This isn’t the “BBB” plan the Biden administration was hoping to create, but inflation is turning holiday cheer into holiday woes as a record number of Americans say they won’t be buying gifts this year. With Cyber Monday now upon us, following the Black Friday post-Thanksgiving rush, retailers have been banking on strong sales to make up for lost revenue in 2020. They might get it, but not from the record level of shoppers who say they’re sitting this one out.
Despite reasonably strong retail growth among Americans who will be buying, an above-average number of shoppers plan to sit this season out entirely with regard to holiday gift spending. High-income households will instead make up the difference with more buying, while low-income households are feeling the double-pinch from Biden’s inflationary policies at the grocery store and the gas pump.
With the consumer confidence index hitting a 10-year low in November, the mixed messages on holiday spending can only be described as the Biden malaise:
Shoppers are spending, but they’re increasingly nervous about opening their wallets.
“The people who had already been struggling before the pandemic right are really struggling now,” said Hilliard. “And everyone that has spent their stimulus are coming in now. Now that the rent moratorium is gone, folks are freaking out.”
This holiday, 11.5% of people plan to sit out the season by not spending anything on presents, gift cards or other items for entertaining, according to a survey by Deloitte. That’s a record amount of Americans on the sidelines, for as long as the consulting firm has been keeping track.
Here’s the accompanying chart with some annual data back to 2011. Up until this year, 9% was the ceiling of consumers sitting out the holiday shopping season. As of recently, that number is hitting a record high of almost 12%:
It’s worth noting those two recent years, 2018 and 2019, were in the midst of President Trump’s record-setting economy where every income level and household was feeling more financially sound overall with lower fuel prices and stable inflation. As a result, more shoppers were spending on holiday gifts.
Instead, 2021 for many turned sour after Biden’s spending plans and attitude toward fossil fuels sent the economy downward and costs skyrocketing on everyday essentials.
As we noted recently, progressive policies aimed at fixing inequalities typically end up creating more of it, and nowhere is that seen more drastically than the holiday spending numbers which one analyst described as a “tale of two economies”:
Households that bringing in more than $100,000 a year will shell out $2,624 apiece this holiday, up 15% from 2020, Deloitte’s survey found. While lower-income groups, which make less than $50,000 per year, plan to spend $536 per household, a 22% decline from year-ago levels.
Rising fuel costs are regressive in that they disproportionally affect people who can least afford the increase.
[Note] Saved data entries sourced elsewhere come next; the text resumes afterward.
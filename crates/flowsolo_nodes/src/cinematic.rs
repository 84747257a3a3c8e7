// SPDX-License-Identifier: MIT OR Apache-2.0
//! Cinematic nodes, only valid inside cinematic graphs: sequence playback and
//! actor spawning.

use crate::services::{ActorSpawner, CinematicPlayer};
use flowsolo_graph::{
    Activation, ExecutionError, FlowEvent, GraphKind, NodeBehavior, NodeCategory, NodeContext,
    NodeDescriptor, Pin, PinValue, Signal,
};
use std::sync::Arc;

/// Event sent by the host when a sequence ends; payload `sequence` holds its name
pub const CINEMATIC_FINISHED: &str = "cinematic.finished";

const PLAYING: &str = "sequence";

/// `cinematic.play`: start a sequence and report how it went
pub struct PlayCinematic {
    player: Arc<dyn CinematicPlayer>,
}

impl PlayCinematic {
    /// Create the behavior over a player
    pub fn new(player: Arc<dyn CinematicPlayer>) -> Self {
        Self { player }
    }
}

impl NodeBehavior for PlayCinematic {
    fn descriptor(&self) -> NodeDescriptor {
        NodeDescriptor::new("cinematic.play", "Play Cinematic", NodeCategory::Cinematic)
            .describe("Play a cinematic sequence")
            .input(Pin::exec_in("Play").merged())
            .output(Pin::exec_out("Started"))
            .output(Pin::exec_out("Completed"))
            .output(Pin::exec_out("Failed"))
            .property("sequence", "")
            .property("wait_for_completion", true)
            .only_in([GraphKind::Cinematic])
    }

    fn activate(&self, ctx: &mut NodeContext<'_>) -> Result<Activation, ExecutionError> {
        let sequence = match ctx.require_str("sequence") {
            Ok(sequence) => sequence.to_string(),
            Err(error) => return Ok(Activation::fail("Failed", error)),
        };

        if let Err(err) = self.player.play(&sequence) {
            tracing::warn!(node = %ctx.node_name, %sequence, %err, "cinematic failed to start");
            return Ok(Activation::fail("Failed", err.into()));
        }
        tracing::info!(node = %ctx.node_name, %sequence, "cinematic started");

        if !ctx.bool_or("wait_for_completion", true) {
            return Ok(Activation::Leave(vec![
                Signal::exec("Started"),
                Signal::exec("Completed"),
            ]));
        }
        ctx.remember(PLAYING, PinValue::Name(sequence));
        Ok(Activation::Stay(vec![Signal::exec("Started")]))
    }

    fn on_event(
        &self,
        ctx: &mut NodeContext<'_>,
        event: &FlowEvent,
    ) -> Result<Option<Activation>, ExecutionError> {
        if !event.is(CINEMATIC_FINISHED) {
            return Ok(None);
        }
        let finished = event.get("sequence").and_then(PinValue::as_str);
        let playing = ctx.recall(PLAYING).and_then(PinValue::as_str);
        if finished.is_none() || finished != playing {
            return Ok(None);
        }
        tracing::info!(node = %ctx.node_name, sequence = ?playing, "cinematic completed");
        ctx.forget(PLAYING);
        Ok(Some(Activation::leave("Completed")))
    }

    fn cleanup(&self, ctx: &mut NodeContext<'_>) {
        if let Some(sequence) = ctx.forget(PLAYING) {
            if let Some(sequence) = sequence.as_str() {
                self.player.stop(sequence);
            }
        }
    }
}

/// `cinematic.spawn_actor`: spawn an actor and pass its entity on `Out`
pub struct SpawnActor {
    spawner: Arc<dyn ActorSpawner>,
}

impl SpawnActor {
    /// Create the behavior over a spawner
    pub fn new(spawner: Arc<dyn ActorSpawner>) -> Self {
        Self { spawner }
    }
}

impl NodeBehavior for SpawnActor {
    fn descriptor(&self) -> NodeDescriptor {
        NodeDescriptor::new(
            "cinematic.spawn_actor",
            "Spawn Cinematic Actor",
            NodeCategory::Cinematic,
        )
        .describe("Spawn an actor during cinematic playback")
        .input(Pin::exec_in("In"))
        .output(Pin::exec_out("Out"))
        .output(Pin::exec_out("Failed"))
        .property("actor_class", "")
        .property("spawn_point", "")
        .only_in([GraphKind::Cinematic])
    }

    fn activate(&self, ctx: &mut NodeContext<'_>) -> Result<Activation, ExecutionError> {
        let class = match ctx.require_str("actor_class") {
            Ok(class) => class.to_string(),
            Err(error) => return Ok(Activation::fail("Failed", error)),
        };
        let spawn_point = ctx
            .property("spawn_point")
            .and_then(PinValue::as_str)
            .unwrap_or_default()
            .to_string();

        match self.spawner.spawn(&class, &spawn_point) {
            Ok(entity) => {
                tracing::info!(node = %ctx.node_name, %class, entity, "actor spawned");
                Ok(Activation::Leave(vec![Signal::with_value(
                    "Out",
                    PinValue::Entity(entity),
                )]))
            }
            Err(err) => {
                tracing::warn!(node = %ctx.node_name, %class, %err, "actor spawn failed");
                Ok(Activation::fail("Failed", err.into()))
            }
        }
    }
}

#[cfg(test)]
mod tests {
    use super::*;
    use crate::services::{ActorRoster, CinematicLibrary};
    use flowsolo_graph::{
        BehaviorRegistry, Engine, EngineConfig, FnBehavior, Graph, NodeId, NodeState,
        TriggerTarget,
    };

    struct Rig {
        engine: Engine,
        player: Arc<CinematicLibrary>,
        graph: Graph,
        play: NodeId,
        completed: NodeId,
        failed: NodeId,
    }

    fn rig(kind: GraphKind, wait: bool, sequence: &str) -> Rig {
        let player = Arc::new(CinematicLibrary::new(["intro"]));
        let mut registry = BehaviorRegistry::new();
        registry.register(PlayCinematic::new(player.clone()));
        registry.register(FnBehavior::new(
            NodeDescriptor::new("test.sink", "Sink", NodeCategory::Custom)
                .input(Pin::exec_in("In")),
            |_ctx| Ok(Activation::Leave(Vec::new())),
        ));
        let engine = Engine::new(Arc::new(registry), EngineConfig::default());

        let mut graph = Graph::new("cutscene").with_kind(kind);
        let node = engine
            .registry()
            .create_node("cinematic.play")
            .unwrap()
            .with_property("sequence", sequence)
            .with_property("wait_for_completion", wait);
        let play = graph.add_node(node).unwrap();
        let completed = graph.add_node(engine.registry().create_node("test.sink").unwrap()).unwrap();
        let failed = graph.add_node(engine.registry().create_node("test.sink").unwrap()).unwrap();
        graph.connect_by_name(play, "Completed", completed, "In").unwrap();
        graph.connect_by_name(play, "Failed", failed, "In").unwrap();
        Rig { engine, player, graph, play, completed, failed }
    }

    #[test]
    fn test_plays_until_finished_event() {
        let mut rig = rig(GraphKind::Cinematic, true, "intro");
        let report = rig.engine.trigger(&mut rig.graph, TriggerTarget::Node(rig.play)).unwrap().report;
        assert!(report.activated.iter().all(|n| *n == rig.play));
        assert_eq!(rig.graph.node_state(rig.play), Some(NodeState::Active));
        assert!(rig.player.is_playing("intro"));

        let other = FlowEvent::new(CINEMATIC_FINISHED).with("sequence", "outro");
        assert!(rig.engine.broadcast(&mut rig.graph, &other).activated.is_empty());

        rig.player.complete("intro");
        let done = FlowEvent::new(CINEMATIC_FINISHED).with("sequence", "intro");
        let report = rig.engine.broadcast(&mut rig.graph, &done);
        assert_eq!(report.activated, vec![rig.completed]);
        assert_eq!(rig.graph.node_state(rig.play), Some(NodeState::Inactive));
    }

    #[test]
    fn test_fire_and_forget() {
        let mut rig = rig(GraphKind::Cinematic, false, "intro");
        let report = rig.engine.trigger(&mut rig.graph, TriggerTarget::Node(rig.play)).unwrap().report;
        assert_eq!(report.activated, vec![rig.play, rig.completed]);
        assert_eq!(rig.graph.node_state(rig.play), Some(NodeState::Inactive));
    }

    #[test]
    fn test_unknown_sequence_fails_and_finishes() {
        let mut rig = rig(GraphKind::Cinematic, true, "missing");
        let report = rig.engine.trigger(&mut rig.graph, TriggerTarget::Node(rig.play)).unwrap().report;
        assert_eq!(report.activated, vec![rig.play, rig.failed]);
        assert_eq!(rig.graph.node_state(rig.play), Some(NodeState::Finished));
        assert_eq!(
            rig.graph.node(rig.play).unwrap().runtime.error,
            Some(ExecutionError::MissingAsset("missing".into()))
        );
        assert_eq!(report.errors().count(), 1);
    }

    #[test]
    fn test_unset_sequence_fails_and_finishes() {
        let mut rig = rig(GraphKind::Cinematic, true, "");
        let report = rig.engine.trigger(&mut rig.graph, TriggerTarget::Node(rig.play)).unwrap().report;
        assert_eq!(report.activated, vec![rig.play, rig.failed]);
        assert_eq!(rig.graph.node_state(rig.play), Some(NodeState::Finished));
        assert!(matches!(
            report.errors().next(),
            Some((_, ExecutionError::MissingProperty(name))) if name == "sequence"
        ));
        assert!(rig.player.playing().is_empty());
    }

    #[test]
    fn test_rejected_outside_cinematic_graphs() {
        let mut rig = rig(GraphKind::Flow, true, "intro");
        let report = rig.engine.trigger(&mut rig.graph, TriggerTarget::Node(rig.play)).unwrap().report;
        assert!(matches!(
            report.errors().next(),
            Some((_, ExecutionError::KindNotAllowed { .. }))
        ));
        assert!(!rig.player.is_playing("intro"));
    }

    fn spawn_rig(class: &str) -> (Engine, Arc<ActorRoster>, Graph, NodeId, NodeId, NodeId) {
        let roster = Arc::new(ActorRoster::new(["guard"], 500));
        let mut registry = BehaviorRegistry::new();
        registry.register(SpawnActor::new(roster.clone()));
        registry.register(FnBehavior::new(
            NodeDescriptor::new("test.sink", "Sink", NodeCategory::Custom)
                .input(Pin::exec_in("In")),
            |_ctx| Ok(Activation::Leave(Vec::new())),
        ));
        let engine = Engine::new(Arc::new(registry), EngineConfig::default());

        let mut graph = Graph::new("spawn").with_kind(GraphKind::Cinematic);
        let node = engine
            .registry()
            .create_node("cinematic.spawn_actor")
            .unwrap()
            .with_property("actor_class", class)
            .with_property("spawn_point", "gate");
        let spawn = graph.add_node(node).unwrap();
        let out = graph.add_node(engine.registry().create_node("test.sink").unwrap()).unwrap();
        let failed = graph.add_node(engine.registry().create_node("test.sink").unwrap()).unwrap();
        graph.connect_by_name(spawn, "Out", out, "In").unwrap();
        graph.connect_by_name(spawn, "Failed", failed, "In").unwrap();
        (engine, roster, graph, spawn, out, failed)
    }

    #[test]
    fn test_spawn_passes_entity_on() {
        let (engine, roster, mut graph, spawn, out, _) = spawn_rig("guard");
        let report = engine.trigger(&mut graph, TriggerTarget::Node(spawn)).unwrap().report;
        assert_eq!(report.activated, vec![spawn, out]);
        let signal = report.signals_from(spawn, "Out").next().unwrap();
        assert_eq!(signal.value, Some(PinValue::Entity(500)));
        assert_eq!(roster.spawned()[0].spawn_point, "gate");
        assert_eq!(graph.node_state(spawn), Some(NodeState::Inactive));
    }

    #[test]
    fn test_spawn_unknown_class_fails_and_finishes() {
        let (engine, roster, mut graph, spawn, _, failed) = spawn_rig("dragon");
        let report = engine.trigger(&mut graph, TriggerTarget::Node(spawn)).unwrap().report;
        assert_eq!(report.activated, vec![spawn, failed]);
        assert_eq!(graph.node_state(spawn), Some(NodeState::Finished));
        assert_eq!(
            graph.node(spawn).unwrap().runtime.error,
            Some(ExecutionError::MissingAsset("dragon".into()))
        );
        assert!(roster.spawned().is_empty());
    }

    #[test]
    fn test_spawn_without_class_fails() {
        let (engine, _, mut graph, spawn, _, failed) = spawn_rig("");
        let report = engine.trigger(&mut graph, TriggerTarget::Node(spawn)).unwrap().report;
        assert_eq!(report.activated, vec![spawn, failed]);
        assert!(matches!(
            report.errors().next(),
            Some((_, ExecutionError::MissingProperty(name))) if name == "actor_class"
        ));
    }

    #[test]
    fn test_cancel_stops_sequence() {
        let mut rig = rig(GraphKind::Cinematic, true, "intro");
        let epoch = rig.engine.trigger(&mut rig.graph, TriggerTarget::Node(rig.play)).unwrap().id;
        rig.engine.cancel(&mut rig.graph, epoch).unwrap();
        assert!(!rig.player.is_playing("intro"));
        assert_eq!(rig.graph.node_state(rig.completed), Some(NodeState::Inactive));
        assert_eq!(rig.graph.node_state(rig.play), Some(NodeState::Inactive));
    }
}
Yet the way the Biden administration dismisses these concerns out of hand seems town deaf and discriminatory as they laugh about delayed treadmills or literally refer to concerns over the economy as “high class problems,” as Biden’s Chief of Staff did recently:
This ?? https://t.co/ymh53nEHAg
— Ronald Klain (@WHCOS) October 14, 2021
With this attitude of laughing off inflation while it crushes households at the lower end of the income spectrum, the mask has slipped and Biden’s campaign of empathy has turned into a campaign of misery for many Americans. Democrats claim to be the party of the working class, yet their policies end up destroying working-class households with anti-growth policies that crush budgets and devour disposable income.
Nowhere more immediate has this been evident than Dollar Tree stores moving their typical $1.00 price point to $1.25, a 25 percent increase:
Inflation has been widespread — even dollar stores have had to take increases. Dollar Tree is bumping its price floor to $1.25, in an attempt to offset the pressure it faces from increased freight costs. But it still believes that the slightly higher price is competitive.
“We believe that at $1.25, it’s still going to be an undeniable value because of what [shoppers are] seeing out in the marketplace,” said Dollar Tree CEO Michael Witynski, on an earnings call this week.
A 25 percent jump in just about anything would be a sticker shock for most consumers. In this case, not even dollar store shoppers can avoid Biden’s inflationary policies eating more of their budget on common household items, leaving less for holiday gift spending.
You don’t have to look far or deep to see how soft the economy is under the headlines portrayed by the Biden administration. Bidenomics is failing, and it’s hurting Americans in the process.